New York City has passed a "Healthy Happy Meals" bill introduced by New York City council member Benjamin J. Kallos that would require fast food meals sold with toys or other merchandise aimed at kids to include a serving of fruit, vegetables or a whole grain and contain no more than 35 percent of their calories from fat.

To measure what the impact on kids' diets might be, researchers at New York University's Langone Medical Center analyzed receipts from several hundred adults purchasing meals at fast food restaurants in the NYC area, to compare the purchased kids' meals to the proposed guidelines.

Ninety-eight percent of the kids' meals – from McDonald's, Wendy's and Burger King restaurants – did not meet those guidelines, the researchers report in the American Journal of Preventative Medicine.

It they did, it would result in a 9 percent drop in calories consumed by children at fast food restaurants, and consumption of sodium and calories from fat would both drop 10 percent.

On average, the kids' meals contained 600 calories with 36 percent coming from fat; under the recently passed bill, no children's meal could contain more than 500 calories.

A nine percent decrease in calories would mean a total countdown to 54 calories.

"While 54 calories at a given meal is a small reduction, small changes that affect a wide number of people can make a large impact," said Dr. Brian Elbel, study lead author and a professor of public health at NYU. "Passing the bill could be a step in the right direction, though no single policy can singlehandedly eliminate childhood obesity."

Obesity, which is the leading cause of heart disease, stroke and diabetes, affects one out of three children and adolescents in the U.S., according to the Centers for Disease Control and Prevention.

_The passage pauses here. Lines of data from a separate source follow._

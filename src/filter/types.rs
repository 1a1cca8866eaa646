use std::cmp::Ordering;

use serde::Serialize;
use serde_json::Value;

/// Comparison carried by a filter predicate.
///
/// `Other` keeps an unrecognised bracket suffix verbatim; the store decides
/// what to do with it.
#[derive(Debug, Clone, PartialEq, Eq)]
pub enum FilterOp {
    Eq,
    Gt,
    Gte,
    Lt,
    Lte,
    /// Case-insensitive equality. Only built internally, never from a query string.
    IEq,
    Other(String),
}

impl FilterOp {
    /// Map a bracket suffix (`unidades[gte]`) to an operator.
    pub fn from_suffix(suffix: &str) -> Self {
        match suffix {
            "gte" => FilterOp::Gte,
            "gt" => FilterOp::Gt,
            "lte" => FilterOp::Lte,
            "lt" => FilterOp::Lt,
            other => FilterOp::Other(other.to_string()),
        }
    }

    pub fn as_str(&self) -> &str {
        match self {
            FilterOp::Eq => "$eq",
            FilterOp::Gt => "$gt",
            FilterOp::Gte => "$gte",
            FilterOp::Lt => "$lt",
            FilterOp::Lte => "$lte",
            FilterOp::IEq => "$ieq",
            FilterOp::Other(op) => op,
        }
    }

    /// Whether `actual.cmp(expected)` satisfies this operator.
    pub fn accepts(&self, ordering: Ordering) -> bool {
        match self {
            FilterOp::Eq | FilterOp::IEq => ordering == Ordering::Equal,
            FilterOp::Gt => ordering == Ordering::Greater,
            FilterOp::Gte => ordering != Ordering::Less,
            FilterOp::Lt => ordering == Ordering::Less,
            FilterOp::Lte => ordering != Ordering::Greater,
            FilterOp::Other(_) => false,
        }
    }

    pub fn to_sql(&self) -> Option<&'static str> {
        match self {
            FilterOp::Eq | FilterOp::IEq => Some("="),
            FilterOp::Gt => Some(">"),
            FilterOp::Gte => Some(">="),
            FilterOp::Lt => Some("<"),
            FilterOp::Lte => Some("<="),
            FilterOp::Other(_) => None,
        }
    }
}

/// One `{field: {op: value}}` condition. Predicates on a query are ANDed.
#[derive(Debug, Clone, PartialEq)]
pub struct Predicate {
    pub field: String,
    pub op: FilterOp,
    pub value: String,
}

impl Predicate {
    pub fn new(field: impl Into<String>, op: FilterOp, value: impl Into<String>) -> Self {
        Self { field: field.into(), op, value: value.into() }
    }

    pub fn eq(field: impl Into<String>, value: impl Into<String>) -> Self {
        Self::new(field, FilterOp::Eq, value)
    }

    /// Typed reading of the raw value: a JSON number or boolean when the text
    /// is one, `None` for anything that must be compared as text.
    pub fn typed_value(&self) -> Option<Value> {
        serde_json::from_str::<Value>(self.value.trim())
            .ok()
            .filter(|v| v.is_number() || v.is_boolean())
    }
}

#[derive(Debug, Clone, Copy, PartialEq, Eq)]
pub enum SortDirection {
    Asc,
    Desc,
}

impl SortDirection {
    pub fn to_sql(&self) -> &'static str {
        match self {
            SortDirection::Asc => "ASC",
            SortDirection::Desc => "DESC",
        }
    }
}

#[derive(Debug, Clone, PartialEq)]
pub struct SortKey {
    pub field: String,
    pub direction: SortDirection,
}

impl SortKey {
    pub fn asc(field: impl Into<String>) -> Self {
        Self { field: field.into(), direction: SortDirection::Asc }
    }

    pub fn desc(field: impl Into<String>) -> Self {
        Self { field: field.into(), direction: SortDirection::Desc }
    }
}

/// Which attributes of each document are returned.
#[derive(Debug, Clone, PartialEq)]
pub enum Projection {
    /// Everything except these fields.
    Exclude(Vec<String>),
    /// Only these fields (plus the identifier).
    Include(Vec<String>),
}

impl Default for Projection {
    fn default() -> Self {
        Projection::Exclude(vec![])
    }
}

/// Page number and size resolved from the request.
#[derive(Debug, Clone, Copy, PartialEq, Eq, Serialize)]
pub struct Pagination {
    pub page: u64,
    pub limit: u64,
}

impl Pagination {
    /// Rows before this page, capped at the largest `bigint`.
    pub fn skip(&self) -> u64 {
        self.page
            .saturating_sub(1)
            .saturating_mul(self.limit)
            .min(i64::MAX as u64)
    }
}

#[derive(Debug, Clone)]
pub struct SqlResult {
    pub query: String,
    pub params: Vec<String>,
}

In 2009, the fast food industry spent more than $700 million marketing children's meals, a 2012 report by the Federal Trade Commission found.

Councilman Kallos said that made his bill all the more urgent.

"It is difficult enough for parents to give their children healthy food without the fast food industry spending hundreds of million dollars per year advertising to children, and nearly half of that on toys," he said in a statement. "If restaurants are going to incentivize children, they should incentivize them to eat healthy."